Recyclability is not a new subject. While discussing the making of glass, experts indicate that its main source, quartz sand is depleting day by day which is the third-largest resource being used on the planet earth after air and water. Post the pandemic, the whole geopolitical system has changed leading to the need of relloking at circular economy.
Acknowledging the recycling process as an opportunity, BW Businessworld organised BW Recycling Awards and Conclave 2022. As a part of its inaugural session, we saw multiple panels across topics with domain experts contributing their expertise. In a panel hosted by Dr Anjan Ray, Director, Indian Institute of Petroleum,Shalini Goyal Bhalla, Managing Director, International Council for Circular Economy asserts, “In today’s times most of the economies are working towards recycling. Recycling is one of the opportunities but it is not the best value proposition that circular economy can bring in.” The shift in business models would be pertinent where the reverse supply chain and reusability would be built in, Bhalla highlights.
There was a lack of a proper mechanism for masses living in societies to return their waste to the industry instead of dumping garbage in drains or land. There is an urgent need for India to realize their advantage on being on a supplier end, unlike western countries. Every country has a unique behavioural feature, so as India has. To be future-ready, recyclability has to play a very important role.
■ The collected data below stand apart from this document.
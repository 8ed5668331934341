//! Item and equipment tables (§3 Player.equipment, §4.8).

use serde::{Deserialize, Serialize};

#[derive(Debug, Clone, Copy, PartialEq, Eq, Hash, Serialize, Deserialize)]
pub enum EquipmentSlot {
    Head,
    Shoulders,
    Chest,
    Hands,
    Legs,
    Feet,
    MainHand,
    Trinket,
}

pub const EQUIPMENT_SLOTS: [EquipmentSlot; 8] = [
    EquipmentSlot::Head,
    EquipmentSlot::Shoulders,
    EquipmentSlot::Chest,
    EquipmentSlot::Hands,
    EquipmentSlot::Legs,
    EquipmentSlot::Feet,
    EquipmentSlot::MainHand,
    EquipmentSlot::Trinket,
];

#[derive(Debug, Clone, Copy, PartialEq, Eq, PartialOrd, Ord, Hash, Serialize, Deserialize)]
pub enum Rarity {
    Common,
    Uncommon,
    Rare,
    Epic,
    Legendary,
}

impl Rarity {
    pub fn upgrade(&self) -> Rarity {
        match self {
            Rarity::Common => Rarity::Uncommon,
            Rarity::Uncommon => Rarity::Rare,
            Rarity::Rare => Rarity::Epic,
            Rarity::Epic | Rarity::Legendary => Rarity::Legendary,
        }
    }

    pub fn stat_multiplier(&self) -> f32 {
        match self {
            Rarity::Common => 1.0,
            Rarity::Uncommon => 1.2,
            Rarity::Rare => 1.5,
            Rarity::Epic => 2.0,
            Rarity::Legendary => 3.0,
        }
    }
}

/// Raw stat totals on an item; `item_power` (§4.8) is a weighted sum of
/// these, never authored directly.
#[derive(Debug, Clone, Copy, Default)]
pub struct ItemStats {
    pub attack_power: i32,
    pub spell_power: i32,
    pub crit: i32,
    pub haste: i32,
    pub lifesteal: i32,
    pub armor: i32,
    pub resist: i32,
    pub max_health: i32,
    pub max_mana: i32,
}

/// `itemPower` = weighted sum of stats (attack/spell ×2, crit/haste ×3,
/// lifesteal ×4, others ×1).
pub fn item_power(stats: &ItemStats) -> i32 {
    stats.attack_power * 2
        + stats.spell_power * 2
        + stats.crit * 3
        + stats.haste * 3
        + stats.lifesteal * 4
        + stats.armor
        + stats.resist
        + stats.max_health
        + stats.max_mana
}

#[derive(Debug, Clone, Copy, PartialEq, Eq, Hash, Serialize, Deserialize)]
pub enum SetId {
    BoneguardPlate,
    EmberSilk,
    VoidwalkerLeather,
}

#[derive(Debug, Clone)]
pub struct ItemDefinition {
    pub name: &'static str,
    pub slot: EquipmentSlot,
    pub base_stats: ItemStats,
    pub set: Option<SetId>,
}

/// Minimum pieces of a set that must be equipped for its bonus to apply.
pub fn set_bonus_threshold(_set: SetId) -> u8 {
    3
}

#[cfg(test)]
mod tests {
    use super::*;

    #[test]
    fn item_power_weights_match_formula() {
        let stats = ItemStats {
            attack_power: 1,
            spell_power: 0,
            crit: 1,
            haste: 0,
            lifesteal: 1,
            armor: 1,
            resist: 0,
            max_health: 0,
            max_mana: 0,
        };
        assert_eq!(item_power(&stats), 2 + 3 + 4 + 1);
    }

    #[test]
    fn rarity_upgrade_caps_at_legendary() {
        assert_eq!(Rarity::Legendary.upgrade(), Rarity::Legendary);
        assert_eq!(Rarity::Common.upgrade(), Rarity::Uncommon);
    }
}
#[allow(clippy::too_many_arguments)]
fn populate_room(
    world: &mut World,
    rng: &mut SeededRng,
    room_entity: Entity,
    rect: Rect,
    room_type: RoomType,
    theme: DungeonTheme,
    floor: u32,
    party_size: u32,
    avg_item_power: i32,
) {
    if room_type == RoomType::Start {
        return;
    }

    if room_type == RoomType::Boss {
        let boss_id = crate::catalog::enemies::BossId::for_theme(theme);
        let scaled = scale_enemy_stats(boss_id.base_stats(), floor, party_size, avg_item_power);
        let stats = Stats {
            max_health: scaled.max_health,
            health: scaled.max_health,
            max_mana: 500,
            mana: 500,
            armor: scaled.armor,
            resist: scaled.resist,
            attack_power: scaled.attack_power,
            spell_power: scaled.spell_power,
            crit: 5,
            speed: 4.0,
        };
        let position = rect.center();
        let mut enemy = Enemy::new(EnemyId::RareCryptLord, stats, position, room_entity);
        enemy.is_boss = true;
        enemy.boss_id = Some(boss_id);
        let id = world.spawn((enemy, EnemyTracking::default())).id();
        if let Some(mut room) = world.get_mut::<Room>(room_entity) {
            room.enemies.push(id);
            room.cleared = false;
        }
        return;
    }

    let base_count = match theme {
        DungeonTheme::Inferno | DungeonTheme::Shadow => 3,
        _ => 2,
    };
    let count = (base_count + floor / 3).clamp(1, 8) as usize;
    let variant = world.get::<Room>(room_entity).map(|r| r.variant).unwrap_or(RoomVariant::Standard);
    let positions = formation_positions(rng, rect, variant, count);

    let pool = if room_type == RoomType::Rare {
        std::slice::from_ref(&EnemyId::rare_variant_for_theme(theme))
    } else {
        EnemyId::pool_for_theme(theme)
    };

    let mut spawned = Vec::with_capacity(count);
    for position in positions {
        let kind = *rng.pick(pool).unwrap_or(&pool[0]);
        let scaled = scale_enemy_stats(
            crate::catalog::enemies::EnemyStats {
                max_health: kind.template().stats.max_health,
                armor: kind.template().stats.armor,
                resist: kind.template().stats.resist,
                attack_power: kind.template().stats.attack_power,
                spell_power: kind.template().stats.spell_power,
            },
            floor,
            party_size,
            avg_item_power,
        );
        let stats = Stats {
            max_health: scaled.max_health,
            health: scaled.max_health,
            max_mana: 0,
            mana: 0,
            armor: scaled.armor,
            resist: scaled.resist,
            attack_power: scaled.attack_power,
            spell_power: scaled.spell_power,
            crit: 3,
            speed: 5.0,
        };
        let mut enemy = Enemy::new(kind, stats, position, room_entity);
        if room_type == RoomType::Rare {
            enemy.is_rare = true;
        }
        if floor >= 3 && rng.chance(ELITE_CHANCE_FLOOR_3) {
            enemy.is_elite = true;
        }
        if variant == RoomVariant::Ambush {
            enemy.is_hidden = true;
        }
        spawned.push(world.spawn((enemy, EnemyTracking::default())).id());
    }

    if let Some(mut room) = world.get_mut::<Room>(room_entity) {
        room.enemies.extend(spawned);
        room.cleared = room.enemies.is_empty();
    }
}
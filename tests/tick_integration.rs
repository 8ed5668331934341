//! Drives a freshly generated floor through the full tick scheduler, the
//! way the reference engine's headless match runs several seconds of
//! combat and inspects the resulting `CombatLog`/entity state rather than
//! asserting on any single system in isolation.

use bevy_ecs::prelude::*;

use dungeoncrawler_core::catalog::classes::ClassId;
use dungeoncrawler_core::combat::log::CombatLog;
use dungeoncrawler_core::dungeon::generator;
use dungeoncrawler_core::dungeon::room::{Room, RoomType};
use dungeoncrawler_core::entities::player::{Player, PlayerCombatState};
use dungeoncrawler_core::entities::run::{Run, RunTracking};
use dungeoncrawler_core::rng::SeededRng;
use dungeoncrawler_core::tick::run_tick;

fn fresh_world(seed: &str, floor: u32) -> World {
    let mut world = World::new();
    world.insert_resource(Run::new(seed.to_string()));
    world.resource_mut::<Run>().floor = floor;
    world.init_resource::<RunTracking>();
    world.init_resource::<CombatLog>();

    let dungeon = generator::generate(&mut world, seed, floor, 1, 0);
    world.insert_resource(dungeon);
    world
}

fn spawn_player_in_start_room(world: &mut World) -> Entity {
    let start_room = world
        .iter_entities()
        .filter_map(|e| world.get::<Room>(e.id()).map(|r| (e.id(), r.room_type)))
        .find(|(_, room_type)| *room_type == RoomType::Start)
        .map(|(id, _)| id)
        .expect("generated floor always has a start room");
    let position = world.get::<Room>(start_room).unwrap().rect.center();

    world
        .spawn((Player::new("integration-test".to_string(), ClassId::Warrior, position), PlayerCombatState::default()))
        .id()
}

#[test]
fn a_generated_floor_survives_many_ticks_without_panicking() {
    let mut world = fresh_world("tick-integration-seed", 1);
    let player = spawn_player_in_start_room(&mut world);
    let mut rng = SeededRng::from_seed_str("tick-integration-seed");

    for _ in 0..200 {
        run_tick(&mut world, &mut rng, 0.05);
    }

    assert!((world.resource::<CombatLog>().tick_time - 10.0).abs() < 1e-3);
    let player_ref = world.get::<Player>(player).expect("player entity must survive 200 ticks");
    assert!(player_ref.effective_stats.max_health > 0);
}

#[test]
fn every_early_floor_generates_and_ticks_cleanly() {
    for floor in 1..=5u32 {
        let mut world = fresh_world("multi-floor-seed", floor);
        let _player = spawn_player_in_start_room(&mut world);
        let mut rng = SeededRng::from_seed_str("multi-floor-seed");

        for _ in 0..40 {
            run_tick(&mut world, &mut rng, 0.05);
        }

        let boss_room_exists = world
            .iter_entities()
            .filter_map(|e| world.get::<Room>(e.id()))
            .any(|room| room.room_type == RoomType::Boss);
        assert!(boss_room_exists, "floor {floor} must generate a boss room");
    }
}

#[test]
fn generated_floors_are_reproducible_across_independent_worlds() {
    let mut w1 = fresh_world("repro-seed", 2);
    let mut w2 = fresh_world("repro-seed", 2);
    let mut rng1 = SeededRng::from_seed_str("repro-seed");
    let mut rng2 = SeededRng::from_seed_str("repro-seed");

    for _ in 0..10 {
        run_tick(&mut w1, &mut rng1, 0.05);
        run_tick(&mut w2, &mut rng2, 0.05);
    }

    let rooms1 = w1.iter_entities().filter(|e| w1.get::<Room>(e.id()).is_some()).count();
    let rooms2 = w2.iter_entities().filter(|e| w2.get::<Room>(e.id()).is_some()).count();
    assert_eq!(rooms1, rooms2);
}
//! Server events (§6).

use bevy_ecs::prelude::*;
use glam::Vec2;

use crate::catalog::abilities::AbilityId;
use crate::loot::vendor::VendorKind;

#[derive(Debug, Clone)]
pub struct CombatEventPayload {
    pub source_id: Entity,
    pub target_id: Entity,
    pub damage: Option<i32>,
    pub heal: Option<i32>,
    pub blocked: Option<i32>,
    pub mana_restore: Option<i32>,
    pub ability_id: Option<AbilityId>,
    pub is_crit: bool,
    pub is_stealth_attack: bool,
    pub killed: bool,
}

#[derive(Debug, Clone)]
pub enum ServerEvent {
    RunCreated {
        run_id: Entity,
    },
    StateUpdate,
    DeltaUpdate,
    CombatEvent(CombatEventPayload),
    TauntEvent {
        source_id: Entity,
        target_id: Entity,
    },
    BossPhaseChange {
        boss_id: Entity,
    },
    LootDrop {
        room_id: Entity,
    },
    ItemCollected {
        player_id: Entity,
        item_id: Entity,
    },
    PotionUsed {
        player_id: Entity,
        item_id: Entity,
    },
    VendorServices {
        vendor_id: Entity,
        kind: VendorKind,
    },
    PurchaseResult {
        player_id: Entity,
        success: bool,
    },
    ChestOpened {
        chest_id: Entity,
        position: Vec2,
        is_mimic: bool,
    },
    FloorComplete {
        floor: u32,
    },
    Pong,
    Error {
        message: String,
    },
    /// Reward-oracle bridge message (§2 component 12, opaque payload).
    RewardOracle {
        payload: String,
    },
}
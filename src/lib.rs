//! Real-time, tick-based dungeon-crawler simulation core.
//!
//! One `tokio` task per Run owns a `bevy_ecs` `World` and steps it at a
//! fixed cadence ([`tick`]); everything above that — transport, matchmaking,
//! wallet settlement — is out of scope and talks to this crate only through
//! [`net::intents::ClientIntent`] in, [`net::events::ServerEvent`] out, and
//! the [`registry::RunRegistry`] that indexes live Runs.

pub mod ai;
pub mod catalog;
pub mod cli;
pub mod combat;
pub mod config;
pub mod dungeon;
pub mod entities;
pub mod error;
pub mod input;
pub mod loot;
pub mod net;
pub mod registry;
pub mod reward_oracle;
pub mod rng;
pub mod tick;
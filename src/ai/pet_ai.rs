//! Pet AI (§4.7 step 13).

use glam::Vec2;

use crate::entities::pet::PetType;

#[derive(Debug, Clone, Copy, PartialEq, Eq)]
pub enum PetAction {
    None,
    Taunt,
    Attack,
}

/// Taunt-all-in-range every 5s (totems never taunt, §3).
pub fn decide_taunt(kind: PetType, taunt_cooldown: f32) -> bool {
    kind.can_taunt() && taunt_cooldown <= 0.0
}

/// Attack nearest enemy within pet range every 1.5s.
pub fn decide_attack(kind: PetType, attack_cooldown: f32, nearest_enemy_distance: Option<f32>) -> PetAction {
    match nearest_enemy_distance {
        Some(distance) if attack_cooldown <= 0.0 && distance <= kind.attack_range() => PetAction::Attack,
        _ => PetAction::None,
    }
}

/// Non-totem pets follow their owner when far away (§3).
pub fn should_follow_owner(kind: PetType, pet_position: Vec2, owner_position: Vec2) -> bool {
    kind.follows_owner() && pet_position.distance(owner_position) > crate::entities::pet::PET_FOLLOW_DISTANCE
}

#[cfg(test)]
mod tests {
    use super::*;

    #[test]
    fn totems_never_taunt() {
        assert!(!decide_taunt(PetType::Totem, 0.0));
        assert!(decide_taunt(PetType::Imp, 0.0));
    }

    #[test]
    fn attack_requires_range_and_cooldown() {
        assert_eq!(decide_attack(PetType::Imp, 0.0, Some(250.0)), PetAction::Attack);
        assert_eq!(decide_attack(PetType::Imp, 0.0, Some(400.0)), PetAction::None);
        assert_eq!(decide_attack(PetType::Imp, 0.5, Some(250.0)), PetAction::None);
    }
}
On a lighter note, Anjan Ray, Director, Indian Institute of Petroleum points out, “One of the peculiar problems in India is, everybody thinks that this is someone else’ job and nobody does it.” Any atom that generates as a part of any human activity, all we need is a good collection system and a good policy that enables a collector and a convertor to make some money in the process. “Collection, conversion, policy ecosystem coupled with user behaviour is all we need,” Indian Institute of Petroleum’s Ray summarises.
When asked as to what can be done to encourage people to collect recyclable commodities at the end to realise the complete loop of circular economy to which Rajesh Khosla, President & CEO, AGI Glaspac responds, “We are not doing this for the sake of profit instead we are doing it for our commitment to sustainability. Yes, if we get clean scrap, probably there will be less load on functioning units and lesser use of energy resources in the process.”